特に理由がなくイライラしてしまうときには、介護に由来するストレスが溜まっているかもしれません。
ストレスがあることを自覚するとともに、そのストレスをどのように解消したらよいか、具体的な対策方法を検討することをおすすめします。
その③ 相談できる人をつくる
3つ目の予防方法は相談できる人を作ることです。
配偶者や兄弟姉妹へ相談できないのであれば、公的サービスへ相談するのも選択肢の1つです。
地域包括支援センターや、市区町村の介護保険担当課がそれにあたります。
地域包括支援センターは、地域に住んでいる高齢者の生活をサポートするために設置された施設であり、介護に関する相談窓口でもあるのです。
その④ 介護保険サービスを積極的に活用する
さいごの予防方法は介護保険サービスの積極的な活用です。
そもそも介護保険制度は、社会全体で介護を行うために作られた制度です。
核家族化や高齢化といった社会情勢を背景として、介護保険制度が制定されました。
介護保険サービスには日帰りで施設に通うデイサービスや、一定期間施設に宿泊するショートステイなどがあります。

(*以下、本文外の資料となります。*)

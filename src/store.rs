//! Persistence client for the submissions table.
//!
//! The unique index on `submissions.email` is the real duplicate guard.
//! [`SubmissionStore::find_by_email`] only lets the flow answer with a
//! friendlier message before the insert would hit that index.

use std::future::Future;
use std::time::Duration;

use chrono::Utc;
use rand::{distributions::Alphanumeric, Rng};
use rocket::serde::json;
use rocket::tokio::time::timeout;
use rocket_db_pools::deadpool_redis;
use rocket_db_pools::deadpool_redis::redis::AsyncCommands;
use rocket_db_pools::diesel::prelude::*;
use rocket_db_pools::diesel::{MysqlPool, RunQueryDsl};
use tracing::{debug, warn};

use crate::error::StoreError;
use crate::models::{NewSubmission, NotificationRecord, Submission};

/// Redis channel carrying every inserted row as JSON.
pub const INSERT_CHANNEL: &str = "rsvp_submissions";

const ID_LEN: usize = 12;
const ID_ATTEMPTS: usize = 3;

#[rocket::async_trait]
pub trait SubmissionStore: Send + Sync {
    /// `Ok(None)` when no row has this email.
    async fn find_by_email(&self, email: &str) -> Result<Option<Submission>, StoreError>;

    /// Fails with [`StoreError::DuplicateKey`] when the email is already taken.
    async fn insert(&self, new: NewSubmission) -> Result<Submission, StoreError>;

    /// Every submission, newest first.
    async fn list_all(&self) -> Result<Vec<Submission>, StoreError>;

    async fn record_notifications(&self, records: Vec<NotificationRecord>) -> Result<(), StoreError>;
}

pub fn generate_id() -> String {
    rand::thread_rng()
        .sample_iter(&Alphanumeric)
        .take(ID_LEN)
        .map(char::from)
        .collect::<String>()
        .to_ascii_uppercase()
}

pub struct MysqlStore {
    pool: MysqlPool,
    feed: Option<deadpool_redis::Pool>,
    timeout: Duration,
}

impl MysqlStore {
    pub fn new(pool: MysqlPool, feed: Option<deadpool_redis::Pool>, timeout: Duration) -> Self {
        Self { pool, feed, timeout }
    }

    async fn bounded<T, F>(&self, fut: F) -> Result<T, StoreError>
    where
        F: Future<Output = Result<T, StoreError>> + Send,
    {
        timeout(self.timeout, fut)
            .await
            .map_err(|_| StoreError::Timeout(self.timeout))?
    }

    async fn publish_insert(&self, submission: &Submission) {
        let Some(feed) = &self.feed else {
            return;
        };

        let payload = match json::to_string(submission) {
            Ok(payload) => payload,
            Err(e) => {
                warn!("Could not encode submission {} for the feed: {e}", submission.id);
                return;
            }
        };

        let published = self
            .bounded(async {
                let mut conn = feed
                    .get()
                    .await
                    .map_err(|e| StoreError::Backend(e.to_string()))?;
                let receivers: i64 = conn.publish(INSERT_CHANNEL, payload).await?;
                Ok(receivers)
            })
            .await;

        match published {
            Ok(receivers) => debug!("Published submission {} to {receivers} watchers", submission.id),
            Err(e) => warn!("Could not publish submission {}: {e}", submission.id),
        }
    }
}

#[rocket::async_trait]
impl SubmissionStore for MysqlStore {
    async fn find_by_email(&self, address: &str) -> Result<Option<Submission>, StoreError> {
        use crate::schema::submissions::dsl::*;

        self.bounded(async {
            let mut conn = self
                .pool
                .get()
                .await
                .map_err(|e| StoreError::Backend(e.to_string()))?;

            let found = submissions
                .filter(email.eq(address))
                .select(Submission::as_select())
                .first(&mut conn)
                .await
                .optional()?;
            Ok(found)
        })
        .await
    }

    async fn insert(&self, new: NewSubmission) -> Result<Submission, StoreError> {
        use crate::schema::submissions::dsl::*;
        use diesel::result::{DatabaseErrorKind, Error};

        let created = self
            .bounded(async {
                let mut conn = self
                    .pool
                    .get()
                    .await
                    .map_err(|e| StoreError::Backend(e.to_string()))?;

                let mut attempt = 0;
                loop {
                    attempt += 1;
                    let row = new
                        .clone()
                        .into_submission(generate_id(), Utc::now().naive_utc());

                    match diesel::insert_into(submissions)
                        .values(&row)
                        .execute(&mut conn)
                        .await
                    {
                        Ok(_) => return Ok(row),
                        // An id collision, not an email one: draw a new code.
                        Err(Error::DatabaseError(DatabaseErrorKind::UniqueViolation, info))
                            if info.message().contains("PRIMARY") && attempt < ID_ATTEMPTS =>
                        {
                            debug!("Submission id {} already taken, retrying", row.id);
                        }
                        Err(e) => return Err(StoreError::from(e)),
                    }
                }
            })
            .await?;

        self.publish_insert(&created).await;
        Ok(created)
    }

    async fn list_all(&self) -> Result<Vec<Submission>, StoreError> {
        use crate::schema::submissions::dsl::*;

        self.bounded(async {
            let mut conn = self
                .pool
                .get()
                .await
                .map_err(|e| StoreError::Backend(e.to_string()))?;

            let rows = submissions
                .order(created_at.desc())
                .select(Submission::as_select())
                .load(&mut conn)
                .await?;
            Ok(rows)
        })
        .await
    }

    async fn record_notifications(&self, records: Vec<NotificationRecord>) -> Result<(), StoreError> {
        use crate::schema::notifications::dsl::*;

        if records.is_empty() {
            return Ok(());
        }

        self.bounded(async {
            let mut conn = self
                .pool
                .get()
                .await
                .map_err(|e| StoreError::Backend(e.to_string()))?;

            diesel::insert_into(notifications)
                .values(&records)
                .execute(&mut conn)
                .await?;
            Ok(())
        })
        .await
    }
}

介護保険サービスを効果的に活用し、介護者が休まる時間の確保を行いたいところです。
「介護うつかも?」と思ったら
さいごに介護うつではないかと思ったら、どのように対応したらよいか解説していきます。
介護うつは症状が悪化すると、回復に長い時間が必要になるケースが見られます。
そのため少しでも介護うつの兆候が見られた際には、相談・通院を行いましょう。
自分(介護をする人)のかかりつけ医に相談する
1つ目の対応方法は自分(介護をする人)のかかりつけ医に相談するです。
かかりつけ医があるのであれば、まずはそちらの医療機関へ相談するのも選択肢の1つとなっています。
介護うつが疑われる場合、後の項目で紹介する精神科や診療内科が適切です。
そのため医療機関によっては、他の病院を紹介される可能性があることを、頭の片隅に置いておきましょう。
心療内科や精神科に行ってみる
2つ目の対応方法は、診療内科や精神科に行ってみるです。
これらの診療科を受診するのに抵抗感を感じる方もいるため、そのような場合では介護者ではなく、周りの家族が病院へ問い合わせを行うことをおすすめします。
まとめ
介護うつの症状や予防方法、介護うつになってしまったときの対応法を解説してきました。
介護うつについて、理解を深められたのではないでしょうか。
介護うつってどんな病気?予防する方法や罹患後の対応は?をまとめると
- 介護うつの症状には食欲不振や寝不足、慢性的な疲れが挙げられる。これらの症状以外にも、気分が落ちつかないや憂鬱であることも、介護うつの症状である
- ストレスを一人で抱え込むことなく、適度に発散しながら介護を続けるようにするとよい。また介護保険サービスを効果的に活用し、介護うつの予防を行うとよい
- 介護うつではないかと感じたら、かかりつけ医や心療内科、精神科へ、可能な限り早い段階で相談することを強くおすすめする
ということがあります。
ある日突然、身近な人に介護が必要になるかもしれません。
そしてこのことは誰しも、介護うつになる可能性があることを指し示しています。
介護うつを患ってしまわぬよう、今回解説した予防方法を行うようにしましょう。